Two newborns, male and female, with congenital malformations of the same mother and deceased at 10 and 45 minutes of life respectively, who underwent necropsy examination.
The first of the cadavers, corresponding to the most severe respiratory failure, died with a clinical judgment of severe respiratory failure with suspicion of Potter syndrome with the finding of severe oligohydramnios; was born by emergency cesarean section for presentation.
The external examination revealed a subcyanotic tonality, facies tapered with cleft palate, nasal polyposis, micrognathia, wide root and prominent occipucio.
The abdomen, globuleus, hard and fixed abolished allowed the placement of two large masses occupying both renal fossae and hemiabdomens.

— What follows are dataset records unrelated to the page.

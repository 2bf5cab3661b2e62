//! Live channel client.
//!
//! One task owns the WebSocket and its reconnect timer. Connection decisions
//! come from `streaming::Link`; this module only performs the I/O and turns
//! frames into `LiveEvent`s, delivered in transport order.

use std::time::Duration;

use futures_util::StreamExt;
use streaming::{decode, BackoffPolicy, Delta, Link};
use tokio::net::TcpStream;
use tokio::sync::{mpsc, watch};
use tokio::task::JoinHandle;
use tokio_tungstenite::tungstenite::Message;
use tokio_tungstenite::{connect_async, MaybeTlsStream, WebSocketStream};
use tracing::{debug, info, warn};
use url::Url;

type Socket = WebSocketStream<MaybeTlsStream<TcpStream>>;

#[derive(Debug, Clone, PartialEq)]
pub enum LiveEvent {
    Connected,
    Disconnected,
    Delta(Delta),
}

/// Handle to the running live task.
#[derive(Debug)]
pub struct LiveHandle {
    shutdown: watch::Sender<bool>,
    task: JoinHandle<()>,
}

impl LiveHandle {
    /// Ask the task to stop without waiting for it.
    pub fn signal_shutdown(&self) {
        let _ = self.shutdown.send(true);
    }

    /// Stop reconnecting, close the socket and wait for the task to exit.
    pub async fn shutdown(self) {
        self.signal_shutdown();
        if let Err(err) = self.task.await {
            if !err.is_cancelled() {
                warn!("live task ended abnormally: {err}");
            }
        }
    }

    pub fn abort(&self) {
        self.task.abort();
    }
}

/// Spawn the live client. Requires a tokio runtime.
///
/// A handshake that has not completed within `connect_timeout` counts as a
/// failed attempt.
pub fn spawn(
    url: Url,
    policy: BackoffPolicy,
    connect_timeout: Duration,
    events: mpsc::Sender<LiveEvent>,
) -> LiveHandle {
    let (shutdown, signal) = watch::channel(false);
    let task = tokio::spawn(run(url, policy, connect_timeout, events, signal));
    LiveHandle { shutdown, task }
}

enum Ended {
    Closed,
    Failed,
    Shutdown,
    ConsumerGone,
}

async fn run(
    url: Url,
    policy: BackoffPolicy,
    connect_timeout: Duration,
    events: mpsc::Sender<LiveEvent>,
    mut shutdown: watch::Receiver<bool>,
) {
    let mut link = Link::new(policy);

    while !*shutdown.borrow() && link.start() {
        debug!("connecting to {url} (attempt {})", link.attempts());

        let connected = tokio::select! {
            res = tokio::time::timeout(connect_timeout, connect_async(url.as_str())) => res,
            _ = shutdown.changed() => {
                link.shutdown();
                break;
            }
        };

        let delay = match connected {
            Ok(Ok((socket, _))) => {
                link.opened();
                info!("live channel connected to {url}");
                if events.send(LiveEvent::Connected).await.is_err() {
                    link.shutdown();
                    break;
                }
                let delay = match read_frames(socket, &events, &mut shutdown).await {
                    Ended::Closed => link.closed(),
                    Ended::Failed => link.failed(),
                    Ended::Shutdown | Ended::ConsumerGone => {
                        link.shutdown();
                        break;
                    }
                };
                if events.send(LiveEvent::Disconnected).await.is_err() {
                    link.shutdown();
                    break;
                }
                delay
            }
            Ok(Err(err)) => {
                warn!("live channel connect to {url} failed: {err}");
                link.failed()
            }
            Err(_) => {
                warn!("live channel connect to {url} timed out after {connect_timeout:?}");
                link.failed()
            }
        };

        let Some(delay) = delay else {
            break;
        };
        debug!("reconnecting in {delay:?}");
        tokio::select! {
            _ = tokio::time::sleep(delay) => {}
            _ = shutdown.changed() => {
                link.shutdown();
                break;
            }
        }
    }

    debug!("live task for {url} stopped");
}

async fn read_frames(
    mut socket: Socket,
    events: &mpsc::Sender<LiveEvent>,
    shutdown: &mut watch::Receiver<bool>,
) -> Ended {
    loop {
        let frame = tokio::select! {
            frame = socket.next() => frame,
            _ = shutdown.changed() => {
                if let Err(err) = socket.close(None).await {
                    debug!("close on shutdown failed: {err}");
                }
                return Ended::Shutdown;
            }
        };

        match frame {
            Some(Ok(Message::Text(text))) => match decode(&text) {
                Ok(delta) => {
                    if events.send(LiveEvent::Delta(delta)).await.is_err() {
                        return Ended::ConsumerGone;
                    }
                }
                Err(err) => warn!("dropping live message: {err}"),
            },
            Some(Ok(Message::Close(frame))) => {
                info!("live channel closed by peer: {frame:?}");
                return Ended::Closed;
            }
            // Pings are answered by tungstenite on the next read.
            Some(Ok(_)) => {}
            Some(Err(err)) => {
                warn!("live channel error: {err}");
                return Ended::Failed;
            }
            None => return Ended::Closed,
        }
    }
}

#[cfg(test)]
mod tests {
    use std::time::Duration;

    use futures_util::{SinkExt, StreamExt};
    use streaming::{BackoffPolicy, Delta, SpotPatch, SpotStatus};
    use tokio::net::TcpListener;
    use tokio::sync::mpsc;
    use tokio::time::timeout;
    use tokio_tungstenite::accept_async;
    use tokio_tungstenite::tungstenite::Message;
    use url::Url;

    use super::{spawn, LiveEvent};

    const CONNECT_TIMEOUT: Duration = Duration::from_secs(2);

    fn quick_retry() -> BackoffPolicy {
        BackoffPolicy::new(Duration::from_millis(20), Duration::from_millis(200))
    }

    async fn next_event(rx: &mut mpsc::Receiver<LiveEvent>) -> LiveEvent {
        timeout(Duration::from_secs(5), rx.recv())
            .await
            .expect("event in time")
            .expect("live task alive")
    }

    #[tokio::test]
    async fn shutdown_interrupts_backoff() {
        // Nothing listens on port 9; every attempt fails.
        let url = Url::parse("ws://127.0.0.1:9/ws").unwrap();
        let policy = BackoffPolicy::new(Duration::from_secs(30), Duration::from_secs(60));
        let (tx, mut rx) = mpsc::channel(8);
        let handle = spawn(url, policy, CONNECT_TIMEOUT, tx);

        tokio::time::sleep(Duration::from_millis(100)).await;
        timeout(Duration::from_secs(5), handle.shutdown())
            .await
            .expect("live task stops promptly");

        // No connection was ever made, and the sender is gone.
        assert_eq!(rx.recv().await, None);
    }

    #[tokio::test]
    async fn reconnects_after_peer_close() {
        let listener = TcpListener::bind("127.0.0.1:0").await.unwrap();
        let addr = listener.local_addr().unwrap();
        let server = tokio::spawn(async move {
            let (tcp, _) = listener.accept().await.unwrap();
            let mut first = accept_async(tcp).await.unwrap();
            first.close(None).await.unwrap();

            let (tcp, _) = listener.accept().await.unwrap();
            let mut second = accept_async(tcp).await.unwrap();
            second
                .send(Message::text(r#"{"id": 1, "status": "Occupied"}"#))
                .await
                .unwrap();
            second
                .send(Message::text(r#"{"id": 2, "status": "Reserved"}"#))
                .await
                .unwrap();
            // Hold the session open until the client goes away.
            while let Some(Ok(_)) = second.next().await {}
        });

        let url = Url::parse(&format!("ws://{addr}/ws")).unwrap();
        let (tx, mut rx) = mpsc::channel(8);
        let handle = spawn(url, quick_retry(), CONNECT_TIMEOUT, tx);

        let mut events = Vec::new();
        for _ in 0..5 {
            events.push(next_event(&mut rx).await);
        }
        assert_eq!(
            events,
            vec![
                LiveEvent::Connected,
                LiveEvent::Disconnected,
                LiveEvent::Connected,
                LiveEvent::Delta(Delta::Patch(SpotPatch::status(1, SpotStatus::Occupied))),
                LiveEvent::Delta(Delta::Patch(SpotPatch::status(2, SpotStatus::Reserved))),
            ]
        );

        timeout(Duration::from_secs(5), handle.shutdown())
            .await
            .expect("live task stops");
        server.abort();
    }

    #[tokio::test]
    async fn stalled_handshake_counts_as_failure() {
        // Accepts TCP but never answers the upgrade request.
        let listener = TcpListener::bind("127.0.0.1:0").await.unwrap();
        let addr = listener.local_addr().unwrap();
        let (accepted_tx, mut accepted_rx) = mpsc::channel(8);
        let server = tokio::spawn(async move {
            let mut held = Vec::new();
            loop {
                let (tcp, _) = listener.accept().await.unwrap();
                held.push(tcp);
                if accepted_tx.send(()).await.is_err() {
                    break;
                }
            }
        });

        let url = Url::parse(&format!("ws://{addr}/ws")).unwrap();
        let (tx, mut rx) = mpsc::channel(8);
        let handle = spawn(url, quick_retry(), Duration::from_millis(100), tx);

        // A second attempt only happens once the first one has timed out.
        for _ in 0..2 {
            timeout(Duration::from_secs(5), accepted_rx.recv())
                .await
                .expect("connection attempt in time")
                .expect("server alive");
        }
        assert!(rx.try_recv().is_err());

        timeout(Duration::from_secs(5), handle.shutdown())
            .await
            .expect("live task stops");
        server.abort();
    }
}
/// Mean Earth radius (meters) used for great-circle distances.
pub const EARTH_RADIUS_M: f64 = 6_371_000.0;

/// Average city driving speed, in meters per minute (~30 km/h).
pub const CITY_DRIVING_M_PER_MIN: f64 = 500.0;

/// Point in degrees.
#[derive(Debug, Copy, Clone, PartialEq)]
pub struct LatLng {
    pub lat: f64,
    pub lng: f64,
}

impl LatLng {
    pub fn new(lat: f64, lng: f64) -> Self {
        Self { lat, lng }
    }

    /// Parse `lat,lng`.
    pub fn parse(text: &str) -> Option<Self> {
        let (lat, lng) = text.split_once(',')?;
        let lat = lat.trim().parse::<f64>().ok()?;
        let lng = lng.trim().parse::<f64>().ok()?;
        (lat.is_finite() && lng.is_finite()).then_some(Self { lat, lng })
    }
}

/// Great-circle distance between two points (haversine).
pub fn haversine_meters(a: LatLng, b: LatLng) -> f64 {
    let lat1 = a.lat.to_radians();
    let lat2 = b.lat.to_radians();
    let dlat = (b.lat - a.lat).to_radians();
    let dlng = (b.lng - a.lng).to_radians();

    let h = (dlat / 2.0).sin().powi(2) + lat1.cos() * lat2.cos() * (dlng / 2.0).sin().powi(2);
    let c = 2.0 * h.sqrt().atan2((1.0 - h).sqrt());
    EARTH_RADIUS_M * c
}

/// Distance to the closest target, `None` when there are no targets.
pub fn nearest_distance_meters<I>(origin: LatLng, targets: I) -> Option<f64>
where
    I: IntoIterator<Item = LatLng>,
{
    targets
        .into_iter()
        .map(|t| haversine_meters(origin, t))
        .fold(None, |best, d| match best {
            Some(b) if b <= d => Some(b),
            _ => Some(d),
        })
}

/// Rough driving time; never less than one minute.
pub fn driving_minutes(meters: f64) -> u32 {
    ((meters / CITY_DRIVING_M_PER_MIN).round() as u32).max(1)
}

The opening of cavities showed the presence of two large renal masses of 10 x 8 x 5.5 cm and 12 x 8 x 6 cm with weights of 190 and 235 g, respectively.
Although the renal silhouette could be discerned, the surface, by giving rise, showed numerous cystic formations of serous content; at the cut these cysts showed a heterogeneous size being larger those located at the cortical level.
The right and left lungs weighed 17 and 15 gr (usual weight of 49 gr) showing a uniform reddish hue; both were compressed as a result of diaphragmatic elevation conditioned by the large size of the kidneys.
The rest of the organs showed no significant macroscopic alterations except the positional alterations derived from renal compression.
In the second of the cadavers, corresponding to the male, similar morphological changes were observed, although the size of the abdominal viscera was even greater, with weights of 300 and 310 g. The rest of the diaphragms were
In both cases a detailed histological study was performed, focusing especially on the kidneys in which multiple cysts of different sizes with saccular morphology at cortical level were demonstrated.
These cysts occupied most of the corticomedullary parenchyma, although the preserved areas showed no significant alterations except focal immaturity.
These cysts were covered by a simple epithelium that varied from flat to narrow.
Medullary cysts, of smaller size and more rounded, were covered by an epithelium with predominance of layers.
After the kidneys, the most striking alterations were found in the liver where proliferation and dilation, even cystic, of the bile ducts at the level of the portal spaces were observed.
These findings led to the diagnosis of autosomal recessive polycystic kidney disease in children in both cases.